*Exercise objective*
Output range, inclusive: from the line containing "to a model." to the line containing "synthetic error result.". Restate those lines from the data below word for word and only those.

Saved entries:
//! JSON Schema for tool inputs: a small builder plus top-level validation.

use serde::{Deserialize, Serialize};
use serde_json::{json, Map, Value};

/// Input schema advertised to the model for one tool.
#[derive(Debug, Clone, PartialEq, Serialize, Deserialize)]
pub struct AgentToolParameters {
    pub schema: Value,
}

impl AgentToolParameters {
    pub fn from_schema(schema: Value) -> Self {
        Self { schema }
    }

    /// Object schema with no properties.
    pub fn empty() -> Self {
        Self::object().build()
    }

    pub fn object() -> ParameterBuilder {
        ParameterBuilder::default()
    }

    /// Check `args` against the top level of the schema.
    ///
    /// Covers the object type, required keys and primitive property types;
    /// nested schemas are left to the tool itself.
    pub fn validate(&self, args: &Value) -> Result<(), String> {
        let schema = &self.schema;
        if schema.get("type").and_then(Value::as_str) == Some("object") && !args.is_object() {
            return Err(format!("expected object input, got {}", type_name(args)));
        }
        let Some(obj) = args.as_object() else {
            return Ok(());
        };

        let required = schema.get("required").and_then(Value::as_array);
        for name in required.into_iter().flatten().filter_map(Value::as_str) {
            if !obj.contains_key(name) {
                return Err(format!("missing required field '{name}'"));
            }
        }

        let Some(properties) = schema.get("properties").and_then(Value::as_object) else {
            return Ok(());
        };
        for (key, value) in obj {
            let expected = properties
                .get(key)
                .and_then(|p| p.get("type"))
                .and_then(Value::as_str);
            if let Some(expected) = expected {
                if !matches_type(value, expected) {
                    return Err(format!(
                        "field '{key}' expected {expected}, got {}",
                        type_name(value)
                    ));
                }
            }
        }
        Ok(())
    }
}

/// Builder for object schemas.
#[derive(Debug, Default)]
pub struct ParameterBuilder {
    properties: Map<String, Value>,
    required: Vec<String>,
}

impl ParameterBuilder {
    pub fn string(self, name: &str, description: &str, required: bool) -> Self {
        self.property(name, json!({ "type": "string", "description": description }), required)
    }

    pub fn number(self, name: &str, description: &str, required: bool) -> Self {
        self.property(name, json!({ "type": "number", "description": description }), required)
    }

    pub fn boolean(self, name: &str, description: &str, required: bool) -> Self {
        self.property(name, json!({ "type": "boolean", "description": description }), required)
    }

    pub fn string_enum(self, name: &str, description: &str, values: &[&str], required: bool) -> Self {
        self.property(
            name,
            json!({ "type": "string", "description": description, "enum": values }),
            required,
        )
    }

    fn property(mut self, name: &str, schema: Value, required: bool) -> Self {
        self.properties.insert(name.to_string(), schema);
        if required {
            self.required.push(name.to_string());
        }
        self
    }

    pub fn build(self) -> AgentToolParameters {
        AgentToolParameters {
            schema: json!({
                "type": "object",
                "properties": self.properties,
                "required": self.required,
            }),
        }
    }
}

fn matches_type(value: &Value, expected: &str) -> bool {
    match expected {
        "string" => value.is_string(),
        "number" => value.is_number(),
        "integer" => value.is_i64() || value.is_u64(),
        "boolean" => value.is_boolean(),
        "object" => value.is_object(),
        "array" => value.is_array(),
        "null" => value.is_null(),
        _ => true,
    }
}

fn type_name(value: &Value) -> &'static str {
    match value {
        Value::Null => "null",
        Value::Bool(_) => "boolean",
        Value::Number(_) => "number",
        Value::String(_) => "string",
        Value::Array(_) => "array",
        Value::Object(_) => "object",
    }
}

* * *

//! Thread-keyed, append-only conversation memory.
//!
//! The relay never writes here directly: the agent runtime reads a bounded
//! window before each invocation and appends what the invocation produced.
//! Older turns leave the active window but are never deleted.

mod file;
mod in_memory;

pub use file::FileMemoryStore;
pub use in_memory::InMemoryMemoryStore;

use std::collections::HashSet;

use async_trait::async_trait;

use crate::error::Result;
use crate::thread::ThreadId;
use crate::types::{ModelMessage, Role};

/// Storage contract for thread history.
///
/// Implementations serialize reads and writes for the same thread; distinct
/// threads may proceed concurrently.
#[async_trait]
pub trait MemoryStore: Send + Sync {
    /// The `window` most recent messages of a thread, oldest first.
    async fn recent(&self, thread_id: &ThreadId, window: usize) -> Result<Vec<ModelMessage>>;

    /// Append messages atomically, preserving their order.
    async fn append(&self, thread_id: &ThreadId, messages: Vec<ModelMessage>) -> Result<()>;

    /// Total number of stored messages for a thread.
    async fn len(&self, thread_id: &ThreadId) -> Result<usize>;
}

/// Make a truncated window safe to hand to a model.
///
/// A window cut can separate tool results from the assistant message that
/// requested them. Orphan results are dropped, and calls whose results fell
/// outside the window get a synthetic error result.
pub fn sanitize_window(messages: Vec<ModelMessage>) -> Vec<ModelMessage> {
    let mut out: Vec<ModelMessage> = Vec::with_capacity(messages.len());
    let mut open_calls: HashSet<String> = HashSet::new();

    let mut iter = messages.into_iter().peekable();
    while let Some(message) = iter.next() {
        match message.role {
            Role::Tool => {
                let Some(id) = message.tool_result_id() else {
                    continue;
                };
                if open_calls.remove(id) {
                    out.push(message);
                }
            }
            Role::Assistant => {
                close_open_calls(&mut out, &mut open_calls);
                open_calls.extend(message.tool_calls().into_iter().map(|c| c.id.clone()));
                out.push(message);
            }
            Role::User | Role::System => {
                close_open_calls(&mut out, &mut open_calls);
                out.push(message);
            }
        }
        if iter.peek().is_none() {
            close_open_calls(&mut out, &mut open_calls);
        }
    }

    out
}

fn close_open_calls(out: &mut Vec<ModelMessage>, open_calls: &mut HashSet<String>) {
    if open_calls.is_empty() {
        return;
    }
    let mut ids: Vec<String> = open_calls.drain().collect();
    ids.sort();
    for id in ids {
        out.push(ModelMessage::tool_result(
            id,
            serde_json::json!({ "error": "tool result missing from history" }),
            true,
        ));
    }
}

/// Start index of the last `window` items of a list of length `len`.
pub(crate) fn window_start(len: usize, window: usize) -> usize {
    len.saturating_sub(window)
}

*Answer to this problem*
/// Make a truncated window safe to hand to a model.
///
/// A window cut can separate tool results from the assistant message that
/// requested them. Orphan results are dropped, and calls whose results fell
/// outside the window get a synthetic error result.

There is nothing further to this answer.